Ho conosciuto il compagno della mia vita attraverso il suono della sua chitarra magica...
Ho conosciuto il muoversi delle sue dita veloci su una tastiera preziosa....Delle dita uniche, lunghe, affusolate, dalle unghie limate con cura per impreziosire i
suoni del rascheado...
Ho udito la musica dell'Alhambra scivolarmi lungo la schiena incurvandola e plasmandola con il desiderio di sentire e provare dentro, ancora e ancora la
freschezza dell'acqua che scendeva violenta come una cascata per penetrare in fondo all'anima.
C'era un piccolissimo locale a Roma in Trastevere allora, dove i musicisti, ragazzi perlopiù, si esibivano gratis per il puro piacere di incontrarsi. Alcuni di loro
erano già famosi...
Era una cantina...presa in affitto con il contributo di tutti.
Faceva freddo in inverno, e qualcuno offriva del té brulé in bicchieri lavati e rilavati nella fontana di Piazza Santa Maria.
Eravamo pochi...pochi di più...poi tanti...in quella platea improvvisata dove ci si sedeva in terra stretti tra noi...i fremiti di uno contro i tremori dell'altro provati
nell'udire musiche stupende uscire fuori da strumenti rari, comprati con enormi sacrifici individuali a volte e lavori impossibili per quanto erano duri da svolgere,
da ragazzi che amavano la musica, amavano il riunirsi, amavano il cantare insieme, amavano l'amarsi...
Poi con il tempo il locale ha cambiato assetto..ma quanti artisti sono usciti da lì...i migliori...e tra loro il mio compagno di sempre ...
La sua chitarra.....
...la sua anima e la magia escono ancor oggi...troppi anni dopo da uno strumento che gli ha permesso di vivere da ragazzo...pagarsi gli studi...conoscere il mondo
a cominciare dalla Spagna...da Granada...da Las Cuevas...dal canto dei gitani puri e liberi...e poi...e poi nella vita di sopravvivere...e non lasciarsi morire...

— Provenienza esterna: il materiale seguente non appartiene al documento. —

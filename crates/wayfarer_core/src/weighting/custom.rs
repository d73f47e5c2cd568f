use crate::{
    constants::{DISTANCE_INFLUENCE, MAX_DURATION, MAX_WEIGHT},
    graph::EdgeState,
};

use super::{Milliseconds, Weight, Weighting, travel_millis};

/// Evaluated rules of a custom profile. Rule parsing happens elsewhere, the
/// routing core only needs the resulting priority and speed per edge.
pub trait CustomModel: Send + Sync {
    /// Factor in `[0, 1]`, 0 forbids the edge
    fn priority(&self, edge: &EdgeState, reverse: bool) -> f64;

    /// km/h, 0 forbids the edge
    fn speed(&self, edge: &EdgeState, reverse: bool) -> f64;

    /// Seconds per kilometer added to the weight
    fn distance_influence(&self) -> f64 {
        DISTANCE_INFLUENCE
    }
}

pub struct CustomWeighting<M: CustomModel> {
    name: String,
    model: M,
}

impl<M: CustomModel> CustomWeighting<M> {
    pub fn new(name: &str, model: M) -> Self {
        Self {
            name: name.to_string(),
            model,
        }
    }

    pub fn model(&self) -> &M {
        &self.model
    }
}

impl<M: CustomModel> Weighting for CustomWeighting<M> {
    fn name(&self) -> &str {
        &self.name
    }

    fn calc_edge_weight(&self, edge: &EdgeState, reverse: bool) -> Weight {
        let priority = self.model.priority(edge, reverse);
        let speed = self.model.speed(edge, reverse);
        if !(priority > 0.0) || !(speed > 0.0) {
            return MAX_WEIGHT;
        }

        let seconds = edge.distance / (speed / 3.6);
        seconds / priority + edge.distance * self.model.distance_influence() / 1000.0
    }

    fn calc_edge_millis(&self, edge: &EdgeState, reverse: bool) -> Milliseconds {
        travel_millis(edge.distance, self.model.speed(edge, reverse)).unwrap_or(MAX_DURATION)
    }
}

Ci sono state serate gloriose in cui su un palco erano illuminate solo le sue mani sulla tastiera e i suoi occhi inchinati nel trasporto di una musica sublime....
....ci sono state serate di leggera allegria in cui su una nave ormeggiata in un punto di un oceano lontano le corde di uno strumento improvvisato e sbilenco si
muovevano con difficoltà su corde che segavano i polpastrelli...ma la musica c'era ...e come se c'era....un flamenco...un canto andaluso...la paloma lontana...e un
Bach, in quei posti, sconosciuto....
Ci sono state delle sere in seguito, in cui lui non trovava sonno...non trovava pace ...non trovava rassegnazione, né preghiere che lo calmassero nel dolore...il suo
dolore quanto il mio...
Allora scendeva le scale della nostra casa, in piena notte e riprendeva in mano il suo strumento prezioso...se lo appoggiava sulle gambe e accarezzava le corde in
sordina.
Io lo sentivo dalla nostra camera da letto...e la musica non aveva più il prorompente suono della giovinezza, dell'illusione che il mondo intero ci
appartenesse...
Il mondo ci aveva traditi...la vita ci aveva traditi...e la musica ora era un lamento...come solo un inizio di flamenco sa esserlo prima di urlare il suo pianto...
Così lo sentivo, dall'alto in casa..lui da basso...suonare e suonare e suonare ancora..per ore e ore fino allo sfinimento totale e poi...silenzio...si era addormentato
forse con la testa appoggiata sullo strumento...uno strumento stanco e offeso ma mai morto..mai arreso...
E la musica oggi vibra ancora nella solitudine della nostra casa, non ci sono più spettatori, non ci sono corpi vibranti con cui stringere insieme le illusioni di
gioventù, ma c'é una vita vissuta...
....vissuta senza mai aver perso una goccia d'acqua...di rugiada o di sangue...e che ora ha i colori teneri di un arcobaleno e i suoni delle onde che si frantumano tra
loro in un oceano lontano e.....tanto amato.